Repeat the data below exactly. Include each line.

======

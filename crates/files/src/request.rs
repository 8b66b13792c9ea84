//! Requests whose work is done against a local file
//!
//! A file request names a path, does its work on that path and delivers the
//! result or a [`FileError`] to its listeners. Relative paths resolve against
//! the configured file root.

use std::path::{Path, PathBuf};

use imgreq_cache::CacheConfig;

use crate::error::FileError;
use crate::files::read_file_string;

pub trait FileRequest {
    type Output;

    /// Path of the file this request works on
    fn path(&self) -> &Path;

    /// Do the work on the resolved path
    fn do_file_work(&self, path: &Path) -> Result<Self::Output, FileError>;

    fn deliver_result(&self, result: Self::Output);

    fn deliver_error(&self, error: FileError) {
        tracing::debug!(%error, "file request failed with no error listener");
    }
}

/// Resolve a request path against `root`; absolute paths are kept as is
pub fn resolve_path(root: &Path, path: &Path) -> PathBuf {
    if path.is_absolute() {
        path.to_path_buf()
    } else {
        root.join(path)
    }
}

/// Run a file request synchronously and deliver its outcome
///
/// Returns whether the work succeeded.
pub fn perform<R: FileRequest + ?Sized>(request: &R, config: &CacheConfig) -> bool {
    let path = resolve_path(&config.file_root, request.path());
    match request.do_file_work(&path) {
        Ok(result) => {
            request.deliver_result(result);
            true
        }
        Err(error) => {
            request.deliver_error(error);
            false
        }
    }
}

/// Reads a file as text and hands it to a listener
pub struct StringFileRequest<L, E> {
    path: PathBuf,
    listener: L,
    error_listener: E,
}

impl<L, E> StringFileRequest<L, E>
where
    L: Fn(String),
    E: Fn(FileError),
{
    pub fn new(path: impl Into<PathBuf>, listener: L, error_listener: E) -> Self {
        Self {
            path: path.into(),
            listener,
            error_listener,
        }
    }
}

impl<L, E> FileRequest for StringFileRequest<L, E>
where
    L: Fn(String),
    E: Fn(FileError),
{
    type Output = String;

    fn path(&self) -> &Path {
        &self.path
    }

    fn do_file_work(&self, path: &Path) -> Result<String, FileError> {
        read_file_string(path)
    }

    fn deliver_result(&self, result: String) {
        (self.listener)(result);
    }

    fn deliver_error(&self, error: FileError) {
        (self.error_listener)(error);
    }
}
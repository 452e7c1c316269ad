//! Graph traversal over dependency graphs.
//!
//! Traversals are described with [`Traversal`] and evaluated from a set of start nodes to the set of nodes they reach.
//!
//! # Module Structure
//!
//! - [`types`] - `Traversal`, `TraversalResult`
//! - [`basic`] - single-hop label traversals
//! - [`patterns`] - concatenation, kleene star
//!
//! # Example
//!
//! ```ignore
//! use hyponym_detector::digraph::{DirectedGraph, GraphTraversal, Traversal};
//! use hyponym_detector::compiler::ast::Matcher;
//!
//! let graph = DirectedGraph::from_edges(&[(0, 1, "conj"), (1, 2, "conj")]);
//! let traversal = GraphTraversal::new(&graph);
//! let reached = traversal
//!     .execute(&Traversal::KleeneStar(Box::new(Traversal::Outgoing(Matcher::string("conj")))), &[0])
//!     .into_nodes();
//! assert_eq!(reached, vec![0, 1, 2]);
//! ```

mod types;
mod basic;
mod patterns;


pub use types::{Traversal, TraversalResult};
pub use basic::GraphTraversal;
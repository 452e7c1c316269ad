pub mod graph;
pub mod graph_trait;
pub mod traversal;

pub use graph::{DirectedGraph, Vocabulary, EdgePairIterator};
pub use graph_trait::GraphAccess;
pub use traversal::{GraphTraversal, Traversal, TraversalResult};
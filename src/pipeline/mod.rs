//! Named processing components applied to annotated documents in order

use std::collections::HashMap;
use std::fmt;

use rayon::prelude::*;

use crate::data::annotated::AnnotatedDocument;
use crate::engine::constants::HYPONYM_DETECTOR_COMPONENT;
use crate::error::{HearstError, Result};
use crate::hearst::HyponymDetector;

/// A processing step that annotates a document in place
pub trait PipelineComponent: Send + Sync {
    fn process(&self, doc: &mut AnnotatedDocument);
}

impl PipelineComponent for HyponymDetector {
    fn process(&self, doc: &mut AnnotatedDocument) {
        HyponymDetector::process(self, doc)
    }
}

/// Builds a component from its JSON config map
pub type ComponentFactory = fn(serde_json::Value) -> Result<Box<dyn PipelineComponent>>;

fn hyponym_detector_factory(config: serde_json::Value) -> Result<Box<dyn PipelineComponent>> {
    Ok(Box::new(HyponymDetector::from_json_config(config)?))
}

pub struct Pipeline {
    factories: HashMap<String, ComponentFactory>,
    pipes: Vec<(String, Box<dyn PipelineComponent>)>,
}

impl Pipeline {
    /// Empty pipeline with the built-in factories registered
    pub fn new() -> Self {
        let mut factories: HashMap<String, ComponentFactory> = HashMap::new();
        factories.insert(HYPONYM_DETECTOR_COMPONENT.to_string(), hyponym_detector_factory);
        Self { factories, pipes: Vec::new() }
    }

    pub fn register_factory(&mut self, name: impl Into<String>, factory: ComponentFactory) -> Result<()> {
        let name = name.into();
        if self.factories.contains_key(&name) {
            return Err(HearstError::DuplicateComponent(name));
        }
        self.factories.insert(name, factory);
        Ok(())
    }

    /// Build the component registered under `name` and append it
    pub fn add_pipe(&mut self, name: &str, config: serde_json::Value) -> Result<()> {
        if self.has_pipe(name) {
            return Err(HearstError::DuplicateComponent(name.to_string()));
        }
        let factory = self
            .factories
            .get(name)
            .ok_or_else(|| HearstError::UnknownComponent(name.to_string()))?;
        let component = factory(config)?;
        log::debug!("Added pipe '{}'", name);
        self.pipes.push((name.to_string(), component));
        Ok(())
    }

    /// Append an already built component under `name`
    pub fn add_component(&mut self, name: impl Into<String>, component: Box<dyn PipelineComponent>) -> Result<()> {
        let name = name.into();
        if self.has_pipe(&name) {
            return Err(HearstError::DuplicateComponent(name));
        }
        self.pipes.push((name, component));
        Ok(())
    }

    pub fn remove_pipe(&mut self, name: &str) -> Result<Box<dyn PipelineComponent>> {
        let idx = self
            .pipes
            .iter()
            .position(|(pipe, _)| pipe == name)
            .ok_or_else(|| HearstError::UnknownComponent(name.to_string()))?;
        Ok(self.pipes.remove(idx).1)
    }

    pub fn pipe_names(&self) -> Vec<&str> {
        self.pipes.iter().map(|(name, _)| name.as_str()).collect()
    }

    pub fn has_pipe(&self, name: &str) -> bool {
        self.pipes.iter().any(|(pipe, _)| pipe == name)
    }

    /// Run every component over `doc`, in insertion order
    pub fn run(&self, doc: &mut AnnotatedDocument) {
        for (name, component) in &self.pipes {
            log::trace!("Running pipe '{}' on '{}'", name, doc.id());
            component.process(doc);
        }
    }

    /// Run over a batch; documents are processed in parallel
    pub fn run_batch(&self, docs: &mut [AnnotatedDocument]) {
        docs.par_iter_mut().for_each(|doc| self.run(doc));
    }
}

impl Default for Pipeline {
    fn default() -> Self {
        Self::new()
    }
}

impl fmt::Debug for Pipeline {
    fn fmt(&self, f: &mut fmt::Formatter<'_>) -> fmt::Result {
        f.debug_struct("Pipeline")
            .field("pipes", &self.pipe_names())
            .finish()
    }
}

======

— Answer space —
filename crates/files/src/request.rs
repository 8b66b13792c9ea84
//! Requests whose work is done against a local file
//!
//! A file request names a path, does its work on that path and delivers the
//! result or a [`FileError`] to its listeners. Relative paths resolve against
//! the configured file root.

use std::path::{Path, PathBuf};

use imgreq_cache::CacheConfig;

use crate::error::FileError;
use crate::files::read_file_string;

pub trait FileRequest {
    type Output;

    /// Path of the file this request works on
    fn path(&self) -> &Path;

    /// Do the work on the resolved path
    fn do_file_work(&self, path: &Path) -> Result<Self::Output, FileError>;

    fn deliver_result(&self, result: Self::Output);

    fn deliver_error(&self, error: FileError) {
        tracing::debug!(%error, "file request failed with no error listener");
    }
}

/// Resolve a request path against `root`; absolute paths are kept as is
pub fn resolve_path(root: &Path, path: &Path) -> PathBuf {
    if path.is_absolute() {
        path.to_path_buf()
    } else {
        root.join(path)
    }
}

/// Run a file request synchronously and deliver its outcome
///
/// Returns whether the work succeeded.
pub fn perform<R: FileRequest + ?Sized>(request: &R, config: &CacheConfig) -> bool {
    let path = resolve_path(&config.file_root, request.path());
    match request.do_file_work(&path) {
        Ok(result) => {
            request.deliver_result(result);
            true
        }
        Err(error) => {
            request.deliver_error(error);
            false
        }
    }
}

/// Reads a file as text and hands it to a listener
pub struct StringFileRequest<L, E> {
    path: PathBuf,
    listener: L,
    error_listener: E,
}

impl<L, E> StringFileRequest<L, E>
where
    L: Fn(String),
    E: Fn(FileError),
{
    pub fn new(path: impl Into<PathBuf>, listener: L, error_listener: E) -> Self {
        Self {
            path: path.into(),
            listener,
            error_listener,
        }
    }
}

impl<L, E> FileRequest for StringFileRequest<L, E>
where
    L: Fn(String),
    E: Fn(FileError),
{
    type Output = String;

    fn path(&self) -> &Path {
        &self.path
    }

    fn do_file_work(&self, path: &Path) -> Result<String, FileError> {
        read_file_string(path)
    }

    fn deliver_result(&self, result: String) {
        (self.listener)(result);
    }

    fn deliver_error(&self, error: FileError) {
        (self.error_listener)(error);
    }
}
repository 452e7c1c316269ad
//! Graph traversal over dependency graphs.
//!
//! Traversals are described with [`Traversal`] and evaluated from a set of start nodes to the set of nodes they reach.
//!
//! # Module Structure
//!
//! - [`types`] - `Traversal`, `TraversalResult`
//! - [`basic`] - single-hop label traversals
//! - [`patterns`] - concatenation, kleene star
//!
//! # Example
//!
//! ```ignore
//! use hyponym_detector::digraph::{DirectedGraph, GraphTraversal, Traversal};
//! use hyponym_detector::compiler::ast::Matcher;
//!
//! let graph = DirectedGraph::from_edges(&[(0, 1, "conj"), (1, 2, "conj")]);
//! let traversal = GraphTraversal::new(&graph);
//! let reached = traversal
//!     .execute(&Traversal::KleeneStar(Box::new(Traversal::Outgoing(Matcher::string("conj")))), &[0])
//!     .into_nodes();
//! assert_eq!(reached, vec![0, 1, 2]);
//! ```

mod types;
mod basic;
mod patterns;


pub use types::{Traversal, TraversalResult};
pub use basic::GraphTraversal;
repository 452e7c1c316269ad
pub mod graph;
pub mod graph_trait;
pub mod traversal;

pub use graph::{DirectedGraph, Vocabulary, EdgePairIterator};
pub use graph_trait::GraphAccess;
pub use traversal::{GraphTraversal, Traversal, TraversalResult};
filename src/pipeline/mod.rs
//! Named processing components applied to annotated documents in order

use std::collections::HashMap;
use std::fmt;

use rayon::prelude::*;

use crate::data::annotated::AnnotatedDocument;
use crate::engine::constants::HYPONYM_DETECTOR_COMPONENT;
use crate::error::{HearstError, Result};
use crate::hearst::HyponymDetector;

/// A processing step that annotates a document in place
pub trait PipelineComponent: Send + Sync {
    fn process(&self, doc: &mut AnnotatedDocument);
}

impl PipelineComponent for HyponymDetector {
    fn process(&self, doc: &mut AnnotatedDocument) {
        HyponymDetector::process(self, doc)
    }
}

/// Builds a component from its JSON config map
pub type ComponentFactory = fn(serde_json::Value) -> Result<Box<dyn PipelineComponent>>;

fn hyponym_detector_factory(config: serde_json::Value) -> Result<Box<dyn PipelineComponent>> {
    Ok(Box::new(HyponymDetector::from_json_config(config)?))
}

pub struct Pipeline {
    factories: HashMap<String, ComponentFactory>,
    pipes: Vec<(String, Box<dyn PipelineComponent>)>,
}

impl Pipeline {
    /// Empty pipeline with the built-in factories registered
    pub fn new() -> Self {
        let mut factories: HashMap<String, ComponentFactory> = HashMap::new();
        factories.insert(HYPONYM_DETECTOR_COMPONENT.to_string(), hyponym_detector_factory);
        Self { factories, pipes: Vec::new() }
    }

    pub fn register_factory(&mut self, name: impl Into<String>, factory: ComponentFactory) -> Result<()> {
        let name = name.into();
        if self.factories.contains_key(&name) {
            return Err(HearstError::DuplicateComponent(name));
        }
        self.factories.insert(name, factory);
        Ok(())
    }

    /// Build the component registered under `name` and append it
    pub fn add_pipe(&mut self, name: &str, config: serde_json::Value) -> Result<()> {
        if self.has_pipe(name) {
            return Err(HearstError::DuplicateComponent(name.to_string()));
        }
        let factory = self
            .factories
            .get(name)
            .ok_or_else(|| HearstError::UnknownComponent(name.to_string()))?;
        let component = factory(config)?;
        log::debug!("Added pipe '{}'", name);
        self.pipes.push((name.to_string(), component));
        Ok(())
    }

    /// Append an already built component under `name`
    pub fn add_component(&mut self, name: impl Into<String>, component: Box<dyn PipelineComponent>) -> Result<()> {
        let name = name.into();
        if self.has_pipe(&name) {
            return Err(HearstError::DuplicateComponent(name));
        }
        self.pipes.push((name, component));
        Ok(())
    }

    pub fn remove_pipe(&mut self, name: &str) -> Result<Box<dyn PipelineComponent>> {
        let idx = self
            .pipes
            .iter()
            .position(|(pipe, _)| pipe == name)
            .ok_or_else(|| HearstError::UnknownComponent(name.to_string()))?;
        Ok(self.pipes.remove(idx).1)
    }

    pub fn pipe_names(&self) -> Vec<&str> {
        self.pipes.iter().map(|(name, _)| name.as_str()).collect()
    }

    pub fn has_pipe(&self, name: &str) -> bool {
        self.pipes.iter().any(|(pipe, _)| pipe == name)
    }

    /// Run every component over `doc`, in insertion order
    pub fn run(&self, doc: &mut AnnotatedDocument) {
        for (name, component) in &self.pipes {
            log::trace!("Running pipe '{}' on '{}'", name, doc.id());
            component.process(doc);
        }
    }

    /// Run over a batch; documents are processed in parallel
    pub fn run_batch(&self, docs: &mut [AnnotatedDocument]) {
        docs.par_iter_mut().for_each(|doc| self.run(doc));
    }
}

impl Default for Pipeline {
    fn default() -> Self {
        Self::new()
    }
}

impl fmt::Debug for Pipeline {
    fn fmt(&self, f: &mut fmt::Formatter<'_>) -> fmt::Result {
        f.debug_struct("Pipeline")
            .field("pipes", &self.pipe_names())
            .finish()
    }
}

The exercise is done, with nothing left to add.